Nem sempre fui psicoterapeuta. Como outros neuropatologistas, fui formado na prática dos diagnósticos locais e do eletrodiagnóstico, e a mim mesmo ainda impressiona singularmente que as histórias clínicas que escrevo possam ser lidas como novelas e, por assim dizer, careçam do cunho austero da cientificidade.

SIGMUND FREUD

Em meados de outubro de 2019, tive o prazer de comparecer ao lançamento do livro Debates clínicos no Instituto Sedes Sapientiae, em São Paulo. Guardo na memória fragmentos de uma noite animada, as pessoas chegando aos poucos do trabalho, e muitas surpresas: amigos de convivência, amigos distantes no tempo, de tribos diferentes, colegas, professores, alunos, grande aglomeração de psicanalistas.

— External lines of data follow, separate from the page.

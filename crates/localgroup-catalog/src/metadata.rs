//! Catalog metadata record

use chrono::NaiveDate;
use localgroup_core::models::{GalaxyRecord, Metadata, SourceEntry};

pub const METADATA_VERSION: &str = "1.0";

/// Table size as originally published; replaced by the assembled count
const PUBLISHED_GALAXY_COUNT: usize = 42;

/// Fixed creation date of the dataset
pub fn created_date() -> NaiveDate {
    NaiveDate::from_ymd_opt(2025, 10, 21).unwrap_or_default()
}

/// The static descriptive record, with the published galaxy count
pub fn static_metadata() -> Metadata {
    Metadata {
        version: METADATA_VERSION.to_string(),
        created: created_date(),
        galaxy_count: PUBLISHED_GALAXY_COUNT,
        sources: vec![
            SourceEntry::new(
                "Caltech NED Local Group Database",
                "Primary source for Local Group galaxy catalog",
            )
            .with_url("https://ned.ipac.caltech.edu/level5/Mateo/table1.html"),
            SourceEntry::new(
                "McConnachie 2012",
                "The Observed Properties of Dwarf Galaxies in and around the Local Group",
            )
            .with_citation("McConnachie, A. W. 2012, AJ, 144, 4"),
            SourceEntry::new("NASA Extragalactic Database", "Distance measurements and photometry")
                .with_url("https://ned.ipac.caltech.edu/"),
        ],
        coordinate_system: "Equatorial J2000.0, converted to Cartesian (kpc)".to_string(),
        notes: "Distances in kiloparsecs (kpc). 1 kpc = 3,260.47 light-years".to_string(),
    }
}

/// Metadata describing `galaxies`, with the count taken from the slice
pub fn build_metadata(galaxies: &[GalaxyRecord]) -> Metadata {
    static_metadata().with_galaxy_count(galaxies.len())
}
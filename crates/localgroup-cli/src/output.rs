use console::style;
use serde::Serialize;
use std::fmt::Display;
use tabled::{settings::Style, Table, Tabled};

/// Output format mode
#[derive(Debug, Clone, Copy)]
pub enum OutputFormat {
    Human,
    Json,
}

pub struct OutputWriter {
    format: OutputFormat,
}

impl OutputWriter {
    pub fn new(json: bool) -> Self {
        Self {
            format: if json {
                OutputFormat::Json
            } else {
                OutputFormat::Human
            },
        }
    }

    pub fn success(&self, message: impl Display) {
        match self.format {
            OutputFormat::Human => {
                println!("{} {}", style("✓").green().bold(), message);
            }
            OutputFormat::Json => {
                print_json(&serde_json::json!({
                    "status": "success",
                    "message": message.to_string(),
                }));
            }
        }
    }

    pub fn info(&self, message: impl Display) {
        match self.format {
            OutputFormat::Human => {
                println!("{} {}", style("ℹ").blue().bold(), message);
            }
            OutputFormat::Json => {
                print_json(&serde_json::json!({
                    "status": "info",
                    "message": message.to_string(),
                }));
            }
        }
    }

    /// Rows as a table, or as a JSON array of rows
    pub fn table<T: Tabled + Serialize>(&self, rows: Vec<T>) -> anyhow::Result<()> {
        match self.format {
            OutputFormat::Human => {
                if rows.is_empty() {
                    println!("{}", style("(no galaxies)").dim());
                } else {
                    let mut table = Table::new(rows);
                    table.with(Style::rounded());
                    println!("{}", table);
                }
                Ok(())
            }
            OutputFormat::Json => self.result(serde_json::json!({
                "count": rows.len(),
                "rows": rows,
            })),
        }
    }

    pub fn data<T: Serialize>(&self, data: &T) -> anyhow::Result<()> {
        let json_str = serde_json::to_string_pretty(data)?;
        println!("{}", json_str);
        Ok(())
    }

    pub fn result<T: Serialize>(&self, data: T) -> anyhow::Result<()> {
        match self.format {
            OutputFormat::Human => {
                self.data(&data)?;
            }
            OutputFormat::Json => {
                let output = serde_json::json!({
                    "status": "success",
                    "data": data,
                });
                println!("{}", serde_json::to_string_pretty(&output)?);
            }
        }
        Ok(())
    }

    pub fn kv(&self, key: impl Display, value: impl Display) {
        match self.format {
            OutputFormat::Human => {
                println!("{}: {}", style(key).bold(), value);
            }
            OutputFormat::Json => {
                print_json(&serde_json::json!({
                    key.to_string(): value.to_string(),
                }));
            }
        }
    }

    pub fn section(&self, title: impl Display) {
        match self.format {
            OutputFormat::Human => {
                println!("\n{}", style(title).bold().underlined());
            }
            OutputFormat::Json => {}
        }
    }

    pub fn is_json(&self) -> bool {
        matches!(self.format, OutputFormat::Json)
    }
}

fn print_json(value: &serde_json::Value) {
    let text = serde_json::to_string_pretty(value).unwrap_or_else(|_| value.to_string());
    println!("{}", text);
}
//! Local Group CLI - Command-line interface
//!
//! Builds the galaxy catalog files and answers lookups over the catalog.

mod cli;
mod commands;
mod config_loader;
mod dry_run;
mod errors;
mod output;
mod output_types;

use clap::Parser;
use cli::Cli;
use std::process::ExitCode;
use tracing_subscriber::EnvFilter;

fn main() -> ExitCode {
    // Logs go to stderr so stdout stays parseable with --json
    let filter = EnvFilter::try_from_default_env().unwrap_or_else(|_| EnvFilter::new("warn"));
    tracing_subscriber::fmt().with_writer(std::io::stderr).with_env_filter(filter).init();

    let cli = Cli::parse();

    match commands::execute(cli) {
        Ok(()) => ExitCode::SUCCESS,
        Err(error) => {
            errors::from_anyhow(error).display();
            ExitCode::FAILURE
        }
    }
}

Uma experiência que lembra os congressos, nos quais encontros predominam e salas individuais contêm modalidades distintas do mesmo ofício, tomadas em vértices inúmeros. Um clima festivo, curioso, temperado com o desejo de saber e conhecer.

O conteúdo do livro espelha o momento do lançamento: uma proposta de conversa, troca e escuta; um trabalho sofisticado e de qualidade, que atravessou a elaboração e pôde então ser publicado.

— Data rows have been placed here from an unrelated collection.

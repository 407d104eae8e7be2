use super::load_catalog;
use crate::cli::SearchArgs;
use crate::output::OutputWriter;
use crate::output_types::GalaxyRow;
use anyhow::Result;

pub fn execute(args: SearchArgs, output: &OutputWriter) -> Result<()> {
    let catalog = load_catalog()?;
    let matches = catalog.search(&args.text);

    if !output.is_json() {
        output.section(format!("{} matches for \"{}\"", matches.len(), args.text.trim()));
    }

    output.table(matches.into_iter().map(GalaxyRow::from).collect())
}
use super::load_catalog;
use crate::cli::ShowArgs;
use crate::output::OutputWriter;
use crate::output_types::ShowOutput;
use anyhow::Result;
use localgroup_geo::distance::{format_distance, kpc_to_light_years};
use localgroup_geo::{format_dec, format_ra};

pub fn execute(args: ShowArgs, output: &OutputWriter) -> Result<()> {
    let catalog = load_catalog()?;
    let galaxy = catalog.get(&args.query)?;

    let show = ShowOutput {
        galaxy: galaxy.clone(),
        distance_ly: kpc_to_light_years(galaxy.distance_kpc),
        ra_formatted: format_ra(galaxy.coordinates.ra_deg),
        dec_formatted: format_dec(galaxy.coordinates.dec_deg),
    };

    if output.is_json() {
        return output.result(show);
    }

    output.section(&galaxy.name);
    output.kv("ID", &galaxy.id);
    if !galaxy.alternate_names.is_empty() {
        output.kv("Also known as", galaxy.alternate_names.join(", "));
    }
    output.kv("Type", &galaxy.morphological_type);
    output.kv(
        "Distance",
        format!(
            "{} ± {} kpc ({:.0} light years)",
            format_distance(galaxy.distance_kpc),
            galaxy.distance_uncertainty_kpc,
            show.distance_ly
        ),
    );
    output.kv("Size", format!("{} kpc", galaxy.size_estimate_kpc));
    output.kv(
        "RA / Dec",
        format!(
            "{} / {} ({} / {})",
            galaxy.coordinates.ra, galaxy.coordinates.dec, show.ra_formatted, show.dec_formatted
        ),
    );
    output.kv(
        "Position",
        format!(
            "({}, {}, {}) kpc",
            galaxy.position_3d.x, galaxy.position_3d.y, galaxy.position_3d.z
        ),
    );
    if !galaxy.notes.is_empty() {
        output.kv("Notes", &galaxy.notes);
    }
    output.kv("Source", format!("{} ({})", galaxy.source, galaxy.citation));

    Ok(())
}
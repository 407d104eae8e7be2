use crate::config_loader::load_config;
use crate::output::OutputWriter;
use crate::output_types::{ConfigEntry, ConfigOutput};
use anyhow::Result;
use localgroup_core::config::{CliConfigOverrides, ConfigValue};
use std::path::Path;

pub fn execute(output: &OutputWriter, config_path: Option<&Path>) -> Result<()> {
    let config = load_config(config_path, CliConfigOverrides::default())?;

    if output.is_json() {
        return output.result(ConfigOutput {
            output_dir: entry(&config.output_dir, config.output_dir.value.display().to_string()),
            galaxies_file: entry(&config.galaxies_file, config.galaxies_file.value.clone()),
            metadata_file: entry(&config.metadata_file, config.metadata_file.value.clone()),
            json_style: entry(&config.json_style, format!("{:?}", config.json_style.value)),
        });
    }

    output.section("Configuration");
    for (key, (value, source)) in config.to_inspection_map() {
        output.kv(key, format!("{} ({:?})", value, source));
    }
    output.section("Output files");
    output.kv("Galaxies", config.galaxies_path().display());
    output.kv("Metadata", config.metadata_path().display());

    Ok(())
}

fn entry<T>(value: &ConfigValue<T>, display: String) -> ConfigEntry {
    ConfigEntry { value: display, source: format!("{:?}", value.source) }
}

Meses depois, volto ao livro, objeto desta resenha, num clima inédito, no sentido mais pleno: isolamento, pandemia, muitas angústias. A ideia é transmitir, numa resenha, a potência de trabalho que identifiquei no projeto. Reconheço que meu ânimo está mudado: mais sinistro, acanhado, tentando encontrar uma brecha para iniciar a escrita e ser fiel ao espírito do livro – testemunhar o ofício desses seres estranhos e “impossíveis”, ditos psicanalistas. Apenas uma releitura do livro permitiria que o tônus não se perdesse e eu conseguisse atingir o objetivo, numa espécie de resistência à paralisia e à melancolia em sua face de desânimo que têm nos visitado. Parece que estamos atravessando um “entre parênteses”…

O livro Debates clínicos nos põe, quase 130 anos depois, diante da mesma forma literária abordada na epígrafe desta resenha, extraída dos Estudos sobre a histeria: a narrativa clínica. De certo modo, relembra a dificuldade inerente à escrita clínica, acompanhada de um imenso desejo de escrever, publicar, compartilhar com os colegas nosso trabalho.

Na apresentação do livro, de autoria de um dos organizadores, Sérgio Telles, é possível percorrer o difícil caminho da peculiar escrita clínica, que traz grandes desafios para todos nós. O primeiro desafio consiste em “reproduzir a complexidade polifônica de uma sessão analítica” (p. 7). Essa constatação remete à ideia de trabalho da escrita, que, no caso de uma narrativa clínica, é atravessada pela transferência, ou seja, guarda marcas de uma experiência potente, da qual o analista é testemunha e narrador. Ao escrever e publicar, talvez exista um desejo recôndito, por parte do analista, de recuperar a potência da fala que contém trabalho psíquico.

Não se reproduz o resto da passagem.